Hi
Can you please explain you I.D please.
You're asking me if I'm sure or how I know what it is?
Yes, I'm sure.
Most experienced Australian herpers could just take a glance at this picture and recognise it without thinking about diagnostic features, much like most people don't really think about any particular diagnostic features when identifying a picture as a bird or dog or fish. The colour/pattern would immediately tell you it's somewhere on the east coast, or maybe somewhere else in northern QLD, but we were given the location anyway.

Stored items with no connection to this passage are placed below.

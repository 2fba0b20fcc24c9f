// Collaborators of the externals engine: reading `package.json` and locating module ids on disk.

mod manifest;
mod resolver;

pub use crate::{
  manifest::{ManifestReader, PACKAGE_JSON},
  resolver::{ModuleResolver, NodeModuleResolver, ResolvedModule},
};
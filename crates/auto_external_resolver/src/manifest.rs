use std::path::{Path, PathBuf};

use auto_external_common::PackageJson;
use auto_external_error::ManifestError;
use auto_external_fs::{FileSystem, OsFileSystem};
use auto_external_utils::path_ext::PathExt;

pub const PACKAGE_JSON: &str = "package.json";

/// Reads the project manifest. Nothing is cached: every call hits the filesystem again.
#[derive(Debug, Default)]
pub struct ManifestReader<F: FileSystem = OsFileSystem> {
  fs: F,
}

impl<F: FileSystem> ManifestReader<F> {
  pub fn new(fs: F) -> Self {
    Self { fs }
  }

  /// `package_path` may point at a `package.json` or at the directory holding one. Without it,
  /// the nearest `package.json` at or above `cwd` is used.
  pub fn read(
    &self,
    package_path: Option<&Path>,
    cwd: &Path,
  ) -> Result<PackageJson, ManifestError> {
    let path = self.locate(package_path, cwd)?;
    tracing::trace!("Reading manifest {}", path.display());

    let content = self
      .fs
      .read_to_string(&path)
      .map_err(|source| ManifestError::Io { path: path.clone(), source })?;

    match serde_json::from_str::<PackageJson>(&content) {
      Ok(package_json) => Ok(package_json.with_path(path)),
      Err(source) => Err(ManifestError::Malformed { path, source }),
    }
  }

  fn locate(&self, package_path: Option<&Path>, cwd: &Path) -> Result<PathBuf, ManifestError> {
    let Some(package_path) = package_path else {
      return cwd
        .ancestors()
        .map(|dir| dir.join(PACKAGE_JSON))
        .find(|candidate| self.fs.is_file(candidate))
        .ok_or_else(|| ManifestError::NotFound { path: cwd.join(PACKAGE_JSON) });
    };

    let package_path = package_path.absolutize_from(cwd);
    let path =
      if self.fs.is_dir(&package_path) { package_path.join(PACKAGE_JSON) } else { package_path };

    if self.fs.is_file(&path) {
      Ok(path)
    } else {
      Err(ManifestError::NotFound { path })
    }
  }
}

#[cfg(test)]
mod tests {
  use auto_external_fs::MemoryFileSystem;

  use super::*;

  fn reader() -> ManifestReader<MemoryFileSystem> {
    ManifestReader::new(MemoryFileSystem::new(&[
      ("/repo/package.json", r#"{ "name": "repo", "dependencies": { "lodash": "^4.0.0" } }"#),
      (
        "/repo/packages/app/package.json",
        r#"{ "name": "app", "peerDependencies": { "react": "*" } }"#,
      ),
      ("/repo/packages/app/src/index.js", ""),
      ("/repo/packages/custom/pkg.json", r#"{ "name": "custom" }"#),
      ("/repo/packages/broken/package.json", r#"{ "name": "#),
    ])
    .unwrap())
  }

  #[test]
  fn nearest_manifest_above_cwd() {
    let package_json = reader().read(None, Path::new("/repo/packages/app/src")).unwrap();
    assert_eq!(package_json.name.as_deref(), Some("app"));
    assert_eq!(package_json.path, Path::new("/repo/packages/app/package.json"));

    let package_json = reader().read(None, Path::new("/repo/packages")).unwrap();
    assert_eq!(package_json.name.as_deref(), Some("repo"));
  }

  #[test]
  fn directory_package_path() {
    let package_json =
      reader().read(Some(Path::new("packages/app")), Path::new("/repo")).unwrap();
    assert_eq!(package_json.name.as_deref(), Some("app"));
  }

  #[test]
  fn file_package_path() {
    let package_json = reader()
      .read(Some(Path::new("/repo/packages/custom/pkg.json")), Path::new("/elsewhere"))
      .unwrap();
    assert_eq!(package_json.name.as_deref(), Some("custom"));
  }

  #[test]
  fn missing_manifest() {
    let error = reader().read(None, Path::new("/elsewhere")).unwrap_err();
    assert!(matches!(error, ManifestError::NotFound { .. }));
    assert_eq!(error.path(), Path::new("/elsewhere/package.json"));

    let error =
      reader().read(Some(Path::new("/repo/packages/custom")), Path::new("/repo")).unwrap_err();
    assert!(matches!(error, ManifestError::NotFound { .. }));
    assert_eq!(error.path(), Path::new("/repo/packages/custom/package.json"));
  }

  #[test]
  fn malformed_manifest() {
    let error =
      reader().read(Some(Path::new("/repo/packages/broken")), Path::new("/repo")).unwrap_err();
    assert!(matches!(error, ManifestError::Malformed { .. }));
  }
}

Some diagnostic features are the lateral body compression, scale count with enlarged dorsal row (we don't have anything else similar in Australia), the scale shape and overlap, the colour pattern isn't reliably diagnostic but immediately tells you what it probably is and everything else confirms it (I didn't think it through like this, I just immediately recognised it because I'm familiar with them, but if I stop to think about it I can see these things, just as you would describe a fish to someone who had never before seen a fish).

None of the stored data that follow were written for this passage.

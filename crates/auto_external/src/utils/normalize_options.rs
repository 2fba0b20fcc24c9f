use std::path::PathBuf;

use auto_external_common::{AutoExternalOptions, NormalizedAutoExternalOptions};
use auto_external_utils::path_ext::PathExt;

pub fn normalize_options(
  raw_options: AutoExternalOptions,
  cwd: PathBuf,
) -> NormalizedAutoExternalOptions {
  NormalizedAutoExternalOptions {
    builtins: raw_options.builtins.unwrap_or_default(),
    dependencies: raw_options.dependencies,
    peer_dependencies: raw_options.peer_dependencies.unwrap_or(true),
    package_path: raw_options.package_path.map(|package_path| package_path.absolutize_from(&cwd)),
    cwd,
  }
}

#[test]
fn test_normalize_options() {
  use auto_external_common::Builtins;

  let normalized = normalize_options(AutoExternalOptions::default(), PathBuf::from("/app"));
  assert_eq!(normalized.builtins, Builtins::Current);
  assert_eq!(normalized.dependencies, None);
  assert!(normalized.peer_dependencies);
  assert_eq!(normalized.package_path, None);

  let normalized = normalize_options(
    AutoExternalOptions {
      builtins: Some(Builtins::Disabled),
      dependencies: Some(true),
      peer_dependencies: Some(false),
      package_path: Some(PathBuf::from("../lib")),
    },
    PathBuf::from("/repo/app"),
  );
  assert_eq!(normalized.builtins, Builtins::Disabled);
  assert_eq!(normalized.dependencies, Some(true));
  assert!(!normalized.peer_dependencies);
  assert_eq!(normalized.package_path, Some(PathBuf::from("/repo/lib")));
}
mod auto_external_plugin;
mod plugin;
mod types;
mod utils;

pub use crate::{
  auto_external_plugin::{AutoExternalPlugin, AUTO_EXTERNAL_PLUGIN_NAME},
  plugin::Plugin,
  types::SharedModuleResolver,
  utils::{
    assemble_own_externals::assemble_own_externals, merge_external::merge_external,
    resolve_include_dependencies::resolve_include_dependencies,
  },
};
pub use auto_external_builtins::{builtin_modules, is_builtin_module, parse_node_version};
pub use auto_external_common::*;
pub use auto_external_error::{BuildError, BuildResult, ManifestError};
pub use auto_external_fs::{FileSystem, OsFileSystem};
pub use auto_external_resolver::{
  ManifestReader, ModuleResolver, NodeModuleResolver, ResolvedModule,
};
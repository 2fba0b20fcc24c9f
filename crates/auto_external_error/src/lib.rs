mod manifest_error;

use std::ops::{Deref, DerefMut};

pub use crate::manifest_error::ManifestError;

#[derive(Debug)]
pub struct BuildError(pub Vec<anyhow::Error>);

impl Deref for BuildError {
  type Target = Vec<anyhow::Error>;

  fn deref(&self) -> &Self::Target {
    &self.0
  }
}

impl DerefMut for BuildError {
  fn deref_mut(&mut self) -> &mut Self::Target {
    &mut self.0
  }
}

impl From<anyhow::Error> for BuildError {
  fn from(error: anyhow::Error) -> Self {
    Self(vec![error])
  }
}

impl From<Vec<anyhow::Error>> for BuildError {
  fn from(errors: Vec<anyhow::Error>) -> Self {
    Self(errors)
  }
}

impl From<ManifestError> for BuildError {
  fn from(error: ManifestError) -> Self {
    Self(vec![error.into()])
  }
}

pub type BuildResult<T> = anyhow::Result<T, BuildError>;

#[test]
fn test_manifest_error_keeps_its_type() {
  use std::path::PathBuf;

  let path = PathBuf::from("/app/package.json");
  let error = BuildError::from(ManifestError::NotFound { path });
  assert_eq!(error.len(), 1);
  assert!(matches!(error[0].downcast_ref::<ManifestError>(), Some(ManifestError::NotFound { .. })));
}
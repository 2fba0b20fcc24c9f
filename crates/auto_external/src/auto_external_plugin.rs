use std::{borrow::Cow, path::PathBuf, sync::Arc};

use auto_external_common::{
  AutoExternalOptions, InputOptions, NormalizedAutoExternalOptions, PackageJson,
};
use auto_external_error::BuildResult;
use auto_external_fs::{FileSystem, OsFileSystem};
use auto_external_resolver::{ManifestReader, NodeModuleResolver};
use auto_external_utils::path_ext::PathExt;

use crate::{
  plugin::Plugin,
  types::{SharedModuleResolver, SharedOptions},
  utils::{
    assemble_own_externals::assemble_own_externals, merge_external::merge_external,
    normalize_options::normalize_options,
    resolve_include_dependencies::resolve_include_dependencies,
  },
};

pub const AUTO_EXTERNAL_PLUGIN_NAME: &str = "auto-external";

/// Marks the project's dependencies, peer dependencies and runtime built-ins as external.
///
/// The manifest is read again on every `options` call, so edits to `package.json` between
/// passes of a watching bundler are picked up.
#[derive(Debug)]
pub struct AutoExternalPlugin<F: FileSystem = OsFileSystem> {
  options: SharedOptions,
  manifest_reader: ManifestReader<F>,
  resolver: SharedModuleResolver,
}

impl AutoExternalPlugin {
  /// `cwd` is where the default `package.json` lookup starts and what a relative `package_path`
  /// is resolved against.
  pub fn new(options: AutoExternalOptions, cwd: impl Into<PathBuf>) -> Self {
    Self::with_collaborators(options, cwd, OsFileSystem, Arc::new(NodeModuleResolver::new()))
  }
}

impl<F: FileSystem> AutoExternalPlugin<F> {
  pub fn with_collaborators(
    options: AutoExternalOptions,
    cwd: impl Into<PathBuf>,
    fs: F,
    resolver: SharedModuleResolver,
  ) -> Self {
    Self {
      options: Arc::new(normalize_options(options, cwd.into())),
      manifest_reader: ManifestReader::new(fs),
      resolver,
    }
  }

  pub fn normalized_options(&self) -> &NormalizedAutoExternalOptions {
    &self.options
  }

  /// The project's own externals for a pass with the given options, before the user's `external`
  /// option is merged in.
  pub fn own_externals(&self, input: &InputOptions) -> BuildResult<Vec<String>> {
    self.read_own_externals(input).map(|(_, own_externals)| own_externals)
  }

  fn read_own_externals(&self, input: &InputOptions) -> BuildResult<(PackageJson, Vec<String>)> {
    let package_json =
      self.manifest_reader.read(self.options.package_path.as_deref(), &self.options.cwd)?;
    let include_dependencies = resolve_include_dependencies(&self.options, input);
    let own_externals = assemble_own_externals(&self.options, &package_json, include_dependencies);

    tracing::debug!(
      "{} own externals from {} (dependencies included: {include_dependencies})",
      own_externals.len(),
      package_json.path.display(),
    );

    Ok((package_json, own_externals))
  }
}

impl<F: FileSystem> Plugin for AutoExternalPlugin<F> {
  fn name(&self) -> Cow<'static, str> {
    Cow::Borrowed(AUTO_EXTERNAL_PLUGIN_NAME)
  }

  fn options(&self, mut options: InputOptions) -> BuildResult<InputOptions> {
    self.resolver.clear_cache();

    let (package_json, own_externals) = self.read_own_externals(&options)?;
    let external = merge_external(
      own_externals,
      options.external.take(),
      &self.resolver,
      package_json.path.containing_dir(),
    );

    Ok(InputOptions { external: Some(external), ..options })
  }
}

The scales are radically different from any python. Pythons all have much higher scale counts. An elapid would have a very different body shape (not are laterally compressed like this) and the scales would overlap more like roof tiles rather than a tesselation/mosaic arrangement as we see on this Boiga. The shape of the scales on the dorsal row are very distinctive. Australia has very few colubrids and no others are anything like this. Even by simply ruling out elapids and pythons you're left with only three species of colubrids to work with and it's clearly not a Dendrelaphis or Tropidonophis, leaving only one option.
And yes, to any pedants, I left out blindsnakes. Deliberately.